The play is composed nearly entirely of missives written by the titular character, “His Abysmal Sublimity Screwtape” (Max McLean), to his unseen nephew Wormwood, a devil in training. Wearing a plush smoking jacket and reclining in a comfy chair in his office in hell, Screwtape, an administrator for the boss that he calls “Our Father Below,” is counseling the neophyte Wormwood in his efforts to tempt a Christian man, dubbed “the patient,” to the other side. This advice is presented in the form of letters dictated to his personal secretary Toadpipe (Karen Eleanor Wright), a silent but occasionally grunting demon who periodically illustrates the lessons through stylized movement.

The piece’s adaptors – director Jeffrey Fiske and lead actor McLean – have been largely faithful to the original text, with the addition of a prologue in which Screwtape delivers an amusing graduation address at the “Tempters’ Training College for Young Devils.”

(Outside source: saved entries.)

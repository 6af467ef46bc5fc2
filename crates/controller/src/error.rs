use thiserror::Error;

/// Error returned when user input names no registered job kind.
#[derive(Debug, Clone, PartialEq, Eq, Error)]
pub enum SchemeError {
    /// Carries the offending input verbatim.
    #[error("scheme {0} is not supported yet")]
    Unsupported(String),
}

/// Errors raised by a manager host or by a reconciler being attached to it.
#[derive(Debug, Error)]
pub enum ManagerError {
    #[error("controller with name {0} already exists")]
    DuplicateController(String),

    #[error("{kind} check {name} is already registered")]
    DuplicateCheck { kind: &'static str, name: String },

    #[error("failed to bind health probes on {addr}: {source}")]
    Bind {
        addr: std::net::SocketAddr,
        #[source]
        source: std::io::Error,
    },

    #[error("runnable {name} failed: {reason}")]
    Runnable { name: String, reason: String },

    #[error("I/O error: {0}")]
    Io(#[from] std::io::Error),
}

/// Failure while activating the enabled schemes.
///
/// Both variants are transparent: the caller sees exactly the error the
/// selector or the setup function produced.
#[derive(Debug, Error)]
pub enum BootstrapError {
    #[error(transparent)]
    Scheme(#[from] SchemeError),

    #[error(transparent)]
    Setup(#[from] ManagerError),
}
pub mod config;
pub mod error;
pub mod kind;

pub use config::OperatorConfig;
pub use error::*;
pub use kind::*;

Although inevitably somewhat static, the essentially literary proceedings have been enlivened with an imaginative theatricality, thanks to the use of ingenious sound, lighting and various other effects. Adding greatly to the evening’s entertainment value are the wonderful performances. Wright infuses her turn with a striking physicality, while the commanding McLean delivers his pronouncements in such plumy, mellifluous tones – even the way he pronounces his name sounds portentous – that it’s easy to imagine being convinced to sell one’s soul.